FIGS. 1(A) and 1(CB) are a perspective view and a sectional view of a constant temperature bath according to the present invention using a Peltier element. FIG. 2 is a graph comparing the performance of the thermostatic chamber of the present invention with that of a conventional type. FIGS. 3(A) and 3(B) are a perspective view and a sectional view of a conventional thermostat. Sample tube Sample tube holding block Peltier element heat sink Peltier element heat storage block 3゛ Natural vessel 4 Peltier element 5 Heat storage block: Glass tube: Tube holder Heat sink: Peltier element (sample container)

Claims (3)

[Claims] (1) In a constant temperature bath that uses a Peltier element to cool and heat a sample, the Peltier element is integrated into a heat storage block with a large heat capacity, and a holding block that holds the sample is prepared, and this is used for the heat storage described above.
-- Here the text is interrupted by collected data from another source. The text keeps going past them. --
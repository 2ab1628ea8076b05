//! Detach Engine (spec §4.4).

use catalog_core::errors::CatalogError;
use catalog_core::events::{DetachPayload, Event};
use catalog_core::traits::MessageSink;
use catalog_core::types::{AssociationHistory, DidAction, DidKey, DidType, UpdatedDidMarker};
use catalog_storage::queries::{associations, association_history, dids, updated_did_markers};
use catalog_storage::CatalogTx;

/// `detach_dids(scope, name, children)` (spec §4.4).
pub fn detach(
    tx: &mut CatalogTx<'_>,
    parent_key: &DidKey,
    children: &[DidKey],
    message_sink: &dyn MessageSink,
    now: i64,
) -> Result<(), CatalogError> {
    let parent = tx
        .lock_did_for_update(parent_key)?
        .ok_or_else(|| CatalogError::DidNotFound {
            scope: parent_key.scope.clone(),
            name: parent_key.name.clone(),
        })?;

    if parent.did_type != DidType::Dataset && parent.did_type != DidType::Container {
        return Err(CatalogError::UnsupportedOperation {
            scope: parent.scope.clone(),
            name: parent.name.clone(),
            reason: "only DATASET or CONTAINER DIDs have detachable children".to_string(),
        });
    }

    updated_did_markers::insert_marker(
        tx.raw(),
        &UpdatedDidMarker::new(parent.scope.clone(), parent.name.clone(), DidAction::Detach),
    )?;

    if associations::count_children(tx.raw(), parent_key)? == 0 {
        return Err(CatalogError::DidNotFound {
            scope: parent.scope.clone(),
            name: parent.name.clone(),
        });
    }

    for child_key in children {
        if child_key == parent_key {
            return Err(CatalogError::UnsupportedOperation {
                scope: child_key.scope.clone(),
                name: child_key.name.clone(),
                reason: "a DID cannot detach itself".to_string(),
            });
        }

        let assoc = associations::get_association(tx.raw(), parent_key, child_key)?
            .ok_or_else(|| CatalogError::DidNotFound {
                scope: child_key.scope.clone(),
                name: child_key.name.clone(),
            })?;

        let bytes_delta = if parent.bytes.is_some() && assoc.bytes.is_some() {
            assoc.bytes
        } else {
            None
        };
        let events_delta = if parent.events.is_some() && assoc.events.is_some() {
            assoc.events
        } else {
            None
        };
        dids::decrement_parent_aggregates(tx.raw(), parent_key, bytes_delta, events_delta)?;

        association_history::insert_history(
            tx.raw(),
            &AssociationHistory {
                parent_scope: assoc.parent_scope.clone(),
                parent_name: assoc.parent_name.clone(),
                child_scope: assoc.child_scope.clone(),
                child_name: assoc.child_name.clone(),
                did_type: assoc.did_type,
                child_type: assoc.child_type,
                bytes: assoc.bytes,
                adler32: assoc.adler32.clone(),
                md5: assoc.md5.clone(),
                guid: assoc.guid.clone(),
                events: assoc.events,
                did_created_at: Some(parent.created_at),
                deleted_at: now,
            },
        )?;

        associations::delete_association(tx.raw(), parent_key, child_key)?;

        message_sink.emit(Event::Detach(DetachPayload {
            scope: parent.scope.clone(),
            name: parent.name.clone(),
            did_type: parent.did_type,
            child_scope: child_key.scope.clone(),
            child_name: child_key.name.clone(),
            child_type: assoc.child_type,
            vo: None,
        }))?;
        if parent.did_type == DidType::Container {
            message_sink.emit(Event::EraseCnt(catalog_core::events::ErasePayload {
                account: parent.account.clone(),
                scope: child_key.scope.clone(),
                name: child_key.name.clone(),
                vo: None,
            }))?;
        }
    }

    Ok(())
}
A thermostatic chamber that is characterized by being able to be brought into close contact with the block, separated from it, and moved relative to it. (2) In the constant temperature chamber operation according to claim (1) above, the heat storage block integrated with the Peltier element is substantially maintained at a set temperature required for the sample in advance, and then the sample holding block is A method of operating a constant temperature oven, which is characterized by being in close contact with a heat storage block and not stopping electricity to the Peltier element. (3) The sample holding block in the constant temperature oven according to claim (1) is further provided with an electric heater for heating, and when the sample holding block is heated to 80°C or higher by the heater, the Peltier A method of operating a constant temperature chamber, characterized in that the element and the sample holding block are separated by relative movement.